● **Dataset records**
#####

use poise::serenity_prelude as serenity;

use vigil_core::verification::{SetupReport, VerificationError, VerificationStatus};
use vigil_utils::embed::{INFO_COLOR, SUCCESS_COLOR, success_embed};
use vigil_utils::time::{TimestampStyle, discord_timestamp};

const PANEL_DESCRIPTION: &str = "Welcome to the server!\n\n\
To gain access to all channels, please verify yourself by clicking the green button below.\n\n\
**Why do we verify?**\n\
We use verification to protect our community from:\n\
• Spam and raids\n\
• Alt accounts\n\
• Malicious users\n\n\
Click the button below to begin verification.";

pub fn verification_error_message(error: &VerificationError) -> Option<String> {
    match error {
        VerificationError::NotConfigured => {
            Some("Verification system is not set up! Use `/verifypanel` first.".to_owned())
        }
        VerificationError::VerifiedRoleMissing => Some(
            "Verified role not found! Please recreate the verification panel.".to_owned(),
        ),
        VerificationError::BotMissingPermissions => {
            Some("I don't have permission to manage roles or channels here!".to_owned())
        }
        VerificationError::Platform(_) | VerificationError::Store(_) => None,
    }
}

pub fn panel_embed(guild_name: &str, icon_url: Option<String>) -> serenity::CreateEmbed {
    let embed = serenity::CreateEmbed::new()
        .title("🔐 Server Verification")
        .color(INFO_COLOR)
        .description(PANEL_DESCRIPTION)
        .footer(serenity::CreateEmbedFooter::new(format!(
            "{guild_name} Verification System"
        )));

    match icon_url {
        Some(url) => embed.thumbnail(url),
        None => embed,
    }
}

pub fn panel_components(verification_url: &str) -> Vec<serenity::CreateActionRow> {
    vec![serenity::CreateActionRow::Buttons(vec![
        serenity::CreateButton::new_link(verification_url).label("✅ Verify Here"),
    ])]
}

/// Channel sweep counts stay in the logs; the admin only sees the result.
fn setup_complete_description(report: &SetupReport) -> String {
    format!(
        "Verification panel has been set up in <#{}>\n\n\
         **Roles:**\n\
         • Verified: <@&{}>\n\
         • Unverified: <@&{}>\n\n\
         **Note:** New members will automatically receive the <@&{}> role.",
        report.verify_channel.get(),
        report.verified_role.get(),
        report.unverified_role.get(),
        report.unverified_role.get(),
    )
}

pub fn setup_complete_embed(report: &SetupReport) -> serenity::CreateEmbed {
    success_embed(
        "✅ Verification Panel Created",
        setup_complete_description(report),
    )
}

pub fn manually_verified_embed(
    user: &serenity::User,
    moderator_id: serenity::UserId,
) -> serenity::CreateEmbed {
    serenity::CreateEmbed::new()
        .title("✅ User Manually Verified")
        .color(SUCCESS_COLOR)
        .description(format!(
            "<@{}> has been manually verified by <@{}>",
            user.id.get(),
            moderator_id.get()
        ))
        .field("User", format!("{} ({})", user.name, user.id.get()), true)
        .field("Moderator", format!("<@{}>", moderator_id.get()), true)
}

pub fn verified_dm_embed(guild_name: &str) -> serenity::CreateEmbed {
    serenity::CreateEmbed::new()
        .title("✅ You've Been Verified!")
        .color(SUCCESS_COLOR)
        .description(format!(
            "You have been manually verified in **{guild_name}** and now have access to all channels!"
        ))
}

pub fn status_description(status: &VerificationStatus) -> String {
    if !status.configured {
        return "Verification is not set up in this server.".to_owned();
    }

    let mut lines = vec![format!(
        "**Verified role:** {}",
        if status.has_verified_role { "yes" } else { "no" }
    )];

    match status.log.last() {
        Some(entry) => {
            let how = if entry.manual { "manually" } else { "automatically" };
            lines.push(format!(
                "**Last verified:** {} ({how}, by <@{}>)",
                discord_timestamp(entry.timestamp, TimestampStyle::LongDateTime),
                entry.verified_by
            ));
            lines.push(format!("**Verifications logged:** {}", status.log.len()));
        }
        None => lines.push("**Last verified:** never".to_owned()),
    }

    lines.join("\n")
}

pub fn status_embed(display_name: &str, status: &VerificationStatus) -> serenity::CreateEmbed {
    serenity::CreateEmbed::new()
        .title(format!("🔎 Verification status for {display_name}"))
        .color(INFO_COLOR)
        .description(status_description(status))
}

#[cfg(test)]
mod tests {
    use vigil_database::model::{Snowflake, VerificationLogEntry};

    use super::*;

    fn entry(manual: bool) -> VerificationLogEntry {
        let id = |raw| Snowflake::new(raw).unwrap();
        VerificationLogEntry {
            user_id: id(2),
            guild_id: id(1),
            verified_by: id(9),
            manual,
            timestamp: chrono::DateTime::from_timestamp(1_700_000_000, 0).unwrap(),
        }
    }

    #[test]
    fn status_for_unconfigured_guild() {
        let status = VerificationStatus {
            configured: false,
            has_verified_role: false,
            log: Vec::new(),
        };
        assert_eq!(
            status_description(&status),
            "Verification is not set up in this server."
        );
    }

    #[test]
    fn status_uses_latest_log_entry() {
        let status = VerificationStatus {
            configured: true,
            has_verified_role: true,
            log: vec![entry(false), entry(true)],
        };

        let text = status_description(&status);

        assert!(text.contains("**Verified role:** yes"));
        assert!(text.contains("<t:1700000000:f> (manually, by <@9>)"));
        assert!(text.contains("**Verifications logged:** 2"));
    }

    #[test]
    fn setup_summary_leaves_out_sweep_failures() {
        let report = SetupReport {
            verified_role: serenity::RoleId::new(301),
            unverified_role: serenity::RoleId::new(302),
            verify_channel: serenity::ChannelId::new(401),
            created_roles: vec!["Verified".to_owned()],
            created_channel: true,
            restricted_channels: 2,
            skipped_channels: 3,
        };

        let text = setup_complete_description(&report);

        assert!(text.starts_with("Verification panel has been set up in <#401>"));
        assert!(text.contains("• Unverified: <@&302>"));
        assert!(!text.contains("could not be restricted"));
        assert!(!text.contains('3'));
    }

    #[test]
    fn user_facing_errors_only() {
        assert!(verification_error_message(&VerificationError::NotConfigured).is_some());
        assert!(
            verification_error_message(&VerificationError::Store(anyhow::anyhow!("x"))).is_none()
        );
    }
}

#####

● **What you should do**
All of the data is to be transcribed exactly as written.

● **Finished task**
use poise::serenity_prelude as serenity;

use vigil_core::verification::{SetupReport, VerificationError, VerificationStatus};
use vigil_utils::embed::{INFO_COLOR, SUCCESS_COLOR, success_embed};
use vigil_utils::time::{TimestampStyle, discord_timestamp};

const PANEL_DESCRIPTION: &str = "Welcome to the server!\n\n\
To gain access to all channels, please verify yourself by clicking the green button below.\n\n\
**Why do we verify?**\n\
We use verification to protect our community from:\n\
• Spam and raids\n\
• Alt accounts\n\
• Malicious users\n\n\
Click the button below to begin verification.";

pub fn verification_error_message(error: &VerificationError) -> Option<String> {
    match error {
        VerificationError::NotConfigured => {
            Some("Verification system is not set up! Use `/verifypanel` first.".to_owned())
        }
        VerificationError::VerifiedRoleMissing => Some(
            "Verified role not found! Please recreate the verification panel.".to_owned(),
        ),
        VerificationError::BotMissingPermissions => {
            Some("I don't have permission to manage roles or channels here!".to_owned())
        }
        VerificationError::Platform(_) | VerificationError::Store(_) => None,
    }
}

pub fn panel_embed(guild_name: &str, icon_url: Option<String>) -> serenity::CreateEmbed {
    let embed = serenity::CreateEmbed::new()
        .title("🔐 Server Verification")
        .color(INFO_COLOR)
        .description(PANEL_DESCRIPTION)
        .footer(serenity::CreateEmbedFooter::new(format!(
            "{guild_name} Verification System"
        )));

    match icon_url {
        Some(url) => embed.thumbnail(url),
        None => embed,
    }
}

pub fn panel_components(verification_url: &str) -> Vec<serenity::CreateActionRow> {
    vec![serenity::CreateActionRow::Buttons(vec![
        serenity::CreateButton::new_link(verification_url).label("✅ Verify Here"),
    ])]
}

/// Channel sweep counts stay in the logs; the admin only sees the result.
fn setup_complete_description(report: &SetupReport) -> String {
    format!(
        "Verification panel has been set up in <#{}>\n\n\
         **Roles:**\n\
         • Verified: <@&{}>\n\
         • Unverified: <@&{}>\n\n\
         **Note:** New members will automatically receive the <@&{}> role.",
        report.verify_channel.get(),
        report.verified_role.get(),
        report.unverified_role.get(),
        report.unverified_role.get(),
    )
}

pub fn setup_complete_embed(report: &SetupReport) -> serenity::CreateEmbed {
    success_embed(
        "✅ Verification Panel Created",
        setup_complete_description(report),
    )
}

pub fn manually_verified_embed(
    user: &serenity::User,
    moderator_id: serenity::UserId,
) -> serenity::CreateEmbed {
    serenity::CreateEmbed::new()
        .title("✅ User Manually Verified")
        .color(SUCCESS_COLOR)
        .description(format!(
            "<@{}> has been manually verified by <@{}>",
            user.id.get(),
            moderator_id.get()
        ))
        .field("User", format!("{} ({})", user.name, user.id.get()), true)
        .field("Moderator", format!("<@{}>", moderator_id.get()), true)
}

pub fn verified_dm_embed(guild_name: &str) -> serenity::CreateEmbed {
    serenity::CreateEmbed::new()
        .title("✅ You've Been Verified!")
        .color(SUCCESS_COLOR)
        .description(format!(
            "You have been manually verified in **{guild_name}** and now have access to all channels!"
        ))
}

pub fn status_description(status: &VerificationStatus) -> String {
    if !status.configured {
        return "Verification is not set up in this server.".to_owned();
    }

    let mut lines = vec![format!(
        "**Verified role:** {}",
        if status.has_verified_role { "yes" } else { "no" }
    )];

    match status.log.last() {
        Some(entry) => {
            let how = if entry.manual { "manually" } else { "automatically" };
            lines.push(format!(
                "**Last verified:** {} ({how}, by <@{}>)",
                discord_timestamp(entry.timestamp, TimestampStyle::LongDateTime),
                entry.verified_by
            ));
            lines.push(format!("**Verifications logged:** {}", status.log.len()));
        }
        None => lines.push("**Last verified:** never".to_owned()),
    }

    lines.join("\n")
}

pub fn status_embed(display_name: &str, status: &VerificationStatus) -> serenity::CreateEmbed {
    serenity::CreateEmbed::new()
        .title(format!("🔎 Verification status for {display_name}"))
        .color(INFO_COLOR)
        .description(status_description(status))
}

#[cfg(test)]
mod tests {
    use vigil_database::model::{Snowflake, VerificationLogEntry};

    use super::*;

    fn entry(manual: bool) -> VerificationLogEntry {
        let id = |raw| Snowflake::new(raw).unwrap();
        VerificationLogEntry {
            user_id: id(2),
            guild_id: id(1),
            verified_by: id(9),
            manual,
            timestamp: chrono::DateTime::from_timestamp(1_700_000_000, 0).unwrap(),
        }
    }

    #[test]
    fn status_for_unconfigured_guild() {
        let status = VerificationStatus {
            configured: false,
            has_verified_role: false,
            log: Vec::new(),
        };
        assert_eq!(
            status_description(&status),
            "Verification is not set up in this server."
        );
    }

    #[test]
    fn status_uses_latest_log_entry() {
        let status = VerificationStatus {
            configured: true,
            has_verified_role: true,
            log: vec![entry(false), entry(true)],
        };

        let text = status_description(&status);

        assert!(text.contains("**Verified role:** yes"));
        assert!(text.contains("<t:1700000000:f> (manually, by <@9>)"));
        assert!(text.contains("**Verifications logged:** 2"));
    }

    #[test]
    fn setup_summary_leaves_out_sweep_failures() {
        let report = SetupReport {
            verified_role: serenity::RoleId::new(301),
            unverified_role: serenity::RoleId::new(302),
            verify_channel: serenity::ChannelId::new(401),
            created_roles: vec!["Verified".to_owned()],
            created_channel: true,
            restricted_channels: 2,
            skipped_channels: 3,
        };

        let text = setup_complete_description(&report);

        assert!(text.starts_with("Verification panel has been set up in <#401>"));
        assert!(text.contains("• Unverified: <@&302>"));
        assert!(!text.contains("could not be restricted"));
        assert!(!text.contains('3'));
    }

    #[test]
    fn user_facing_errors_only() {
        assert!(verification_error_message(&VerificationError::NotConfigured).is_some());
        assert!(
            verification_error_message(&VerificationError::Store(anyhow::anyhow!("x"))).is_none()
        );
    }
}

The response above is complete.